* Exercise description *
From the first line onward, reproduce the records exactly; the final line to include is the one holding "is now touched.".

Records from a data source
BEGIN
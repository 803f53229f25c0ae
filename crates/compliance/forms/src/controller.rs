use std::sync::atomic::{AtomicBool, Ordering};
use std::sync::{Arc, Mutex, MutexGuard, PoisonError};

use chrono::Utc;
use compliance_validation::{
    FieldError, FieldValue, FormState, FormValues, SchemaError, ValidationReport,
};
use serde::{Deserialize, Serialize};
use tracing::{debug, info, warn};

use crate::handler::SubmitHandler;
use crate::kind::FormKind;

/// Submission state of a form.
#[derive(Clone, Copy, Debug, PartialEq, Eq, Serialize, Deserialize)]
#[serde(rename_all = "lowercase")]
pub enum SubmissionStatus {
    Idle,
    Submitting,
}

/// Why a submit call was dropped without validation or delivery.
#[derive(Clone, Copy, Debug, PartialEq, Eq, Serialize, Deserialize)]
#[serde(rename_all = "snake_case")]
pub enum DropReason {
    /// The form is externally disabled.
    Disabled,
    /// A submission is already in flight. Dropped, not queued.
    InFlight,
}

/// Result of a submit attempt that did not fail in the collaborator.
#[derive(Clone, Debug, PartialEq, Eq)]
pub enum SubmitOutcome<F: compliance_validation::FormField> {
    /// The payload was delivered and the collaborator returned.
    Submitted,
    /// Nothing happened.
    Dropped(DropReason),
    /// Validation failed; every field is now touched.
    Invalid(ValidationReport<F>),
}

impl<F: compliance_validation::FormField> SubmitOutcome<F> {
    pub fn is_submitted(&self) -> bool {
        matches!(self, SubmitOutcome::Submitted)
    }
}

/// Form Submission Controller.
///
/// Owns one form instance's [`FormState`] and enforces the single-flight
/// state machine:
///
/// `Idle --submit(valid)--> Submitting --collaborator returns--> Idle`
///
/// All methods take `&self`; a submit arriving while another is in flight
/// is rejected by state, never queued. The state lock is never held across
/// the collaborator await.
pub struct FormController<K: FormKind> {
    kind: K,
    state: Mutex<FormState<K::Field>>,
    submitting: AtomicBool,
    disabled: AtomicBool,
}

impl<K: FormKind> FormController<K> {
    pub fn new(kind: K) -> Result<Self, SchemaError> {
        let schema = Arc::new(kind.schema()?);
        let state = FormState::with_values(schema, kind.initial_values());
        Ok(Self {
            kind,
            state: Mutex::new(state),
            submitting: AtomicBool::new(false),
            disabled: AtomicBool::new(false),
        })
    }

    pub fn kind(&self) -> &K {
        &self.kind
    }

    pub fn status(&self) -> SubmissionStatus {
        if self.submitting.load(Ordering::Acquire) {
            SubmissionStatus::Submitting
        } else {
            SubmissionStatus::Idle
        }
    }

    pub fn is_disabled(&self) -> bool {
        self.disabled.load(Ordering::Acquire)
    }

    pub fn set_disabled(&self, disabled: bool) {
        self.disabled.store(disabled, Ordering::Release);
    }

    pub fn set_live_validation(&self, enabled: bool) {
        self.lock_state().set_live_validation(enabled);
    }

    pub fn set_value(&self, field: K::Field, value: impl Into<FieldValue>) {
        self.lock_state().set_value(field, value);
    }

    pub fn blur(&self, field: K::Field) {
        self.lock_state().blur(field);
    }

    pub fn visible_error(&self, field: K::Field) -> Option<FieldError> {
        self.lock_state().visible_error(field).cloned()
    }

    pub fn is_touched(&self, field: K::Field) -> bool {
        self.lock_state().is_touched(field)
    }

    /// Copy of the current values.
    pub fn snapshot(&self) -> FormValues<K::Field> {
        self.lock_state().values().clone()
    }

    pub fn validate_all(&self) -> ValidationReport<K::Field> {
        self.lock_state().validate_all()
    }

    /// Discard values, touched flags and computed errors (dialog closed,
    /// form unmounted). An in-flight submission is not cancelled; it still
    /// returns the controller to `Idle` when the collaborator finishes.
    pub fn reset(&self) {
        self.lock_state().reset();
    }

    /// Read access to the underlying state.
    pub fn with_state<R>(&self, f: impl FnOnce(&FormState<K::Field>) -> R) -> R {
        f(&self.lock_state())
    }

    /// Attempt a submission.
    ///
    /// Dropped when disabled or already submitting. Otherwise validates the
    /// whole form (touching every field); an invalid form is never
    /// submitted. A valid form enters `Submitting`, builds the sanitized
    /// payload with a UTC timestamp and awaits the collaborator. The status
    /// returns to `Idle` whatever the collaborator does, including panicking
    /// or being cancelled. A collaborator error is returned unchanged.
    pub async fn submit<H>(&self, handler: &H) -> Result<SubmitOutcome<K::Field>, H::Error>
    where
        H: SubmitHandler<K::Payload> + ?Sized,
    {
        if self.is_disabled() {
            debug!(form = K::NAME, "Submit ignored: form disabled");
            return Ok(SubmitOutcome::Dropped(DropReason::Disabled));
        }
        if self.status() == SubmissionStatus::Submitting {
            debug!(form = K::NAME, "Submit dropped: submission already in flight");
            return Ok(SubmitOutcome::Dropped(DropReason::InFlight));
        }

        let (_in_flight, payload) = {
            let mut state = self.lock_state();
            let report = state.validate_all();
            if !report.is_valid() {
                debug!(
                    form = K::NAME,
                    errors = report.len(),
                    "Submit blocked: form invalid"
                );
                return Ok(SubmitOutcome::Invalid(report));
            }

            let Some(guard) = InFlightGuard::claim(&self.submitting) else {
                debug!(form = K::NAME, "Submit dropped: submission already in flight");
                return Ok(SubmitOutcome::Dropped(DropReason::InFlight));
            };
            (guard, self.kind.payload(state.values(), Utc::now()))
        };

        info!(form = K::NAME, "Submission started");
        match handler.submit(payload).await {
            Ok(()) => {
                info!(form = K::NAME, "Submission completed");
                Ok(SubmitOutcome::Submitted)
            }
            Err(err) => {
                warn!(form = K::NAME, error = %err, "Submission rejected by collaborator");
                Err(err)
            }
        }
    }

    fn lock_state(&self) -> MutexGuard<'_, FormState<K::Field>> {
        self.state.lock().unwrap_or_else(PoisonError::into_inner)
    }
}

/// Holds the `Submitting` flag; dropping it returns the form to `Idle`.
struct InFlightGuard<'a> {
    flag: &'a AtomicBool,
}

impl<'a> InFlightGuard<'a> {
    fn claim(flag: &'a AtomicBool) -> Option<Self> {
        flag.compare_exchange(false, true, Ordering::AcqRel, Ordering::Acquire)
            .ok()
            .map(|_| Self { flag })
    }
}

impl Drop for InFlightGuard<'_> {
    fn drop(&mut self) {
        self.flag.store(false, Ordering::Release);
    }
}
END
* Response area *
repository 803f53229f25c0ae
filename crates/compliance/forms/src/controller.rs
use std::sync::atomic::{AtomicBool, Ordering};
use std::sync::{Arc, Mutex, MutexGuard, PoisonError};

use chrono::Utc;
use compliance_validation::{
    FieldError, FieldValue, FormState, FormValues, SchemaError, ValidationReport,
};
use serde::{Deserialize, Serialize};
use tracing::{debug, info, warn};

use crate::handler::SubmitHandler;
use crate::kind::FormKind;

/// Submission state of a form.
#[derive(Clone, Copy, Debug, PartialEq, Eq, Serialize, Deserialize)]
#[serde(rename_all = "lowercase")]
pub enum SubmissionStatus {
    Idle,
    Submitting,
}

/// Why a submit call was dropped without validation or delivery.
#[derive(Clone, Copy, Debug, PartialEq, Eq, Serialize, Deserialize)]
#[serde(rename_all = "snake_case")]
pub enum DropReason {
    /// The form is externally disabled.
    Disabled,
    /// A submission is already in flight. Dropped, not queued.
    InFlight,
}

/// Result of a submit attempt that did not fail in the collaborator.
#[derive(Clone, Debug, PartialEq, Eq)]
pub enum SubmitOutcome<F: compliance_validation::FormField> {
    /// The payload was delivered and the collaborator returned.
    Submitted,
    /// Nothing happened.
    Dropped(DropReason),
    /// Validation failed; every field is now touched.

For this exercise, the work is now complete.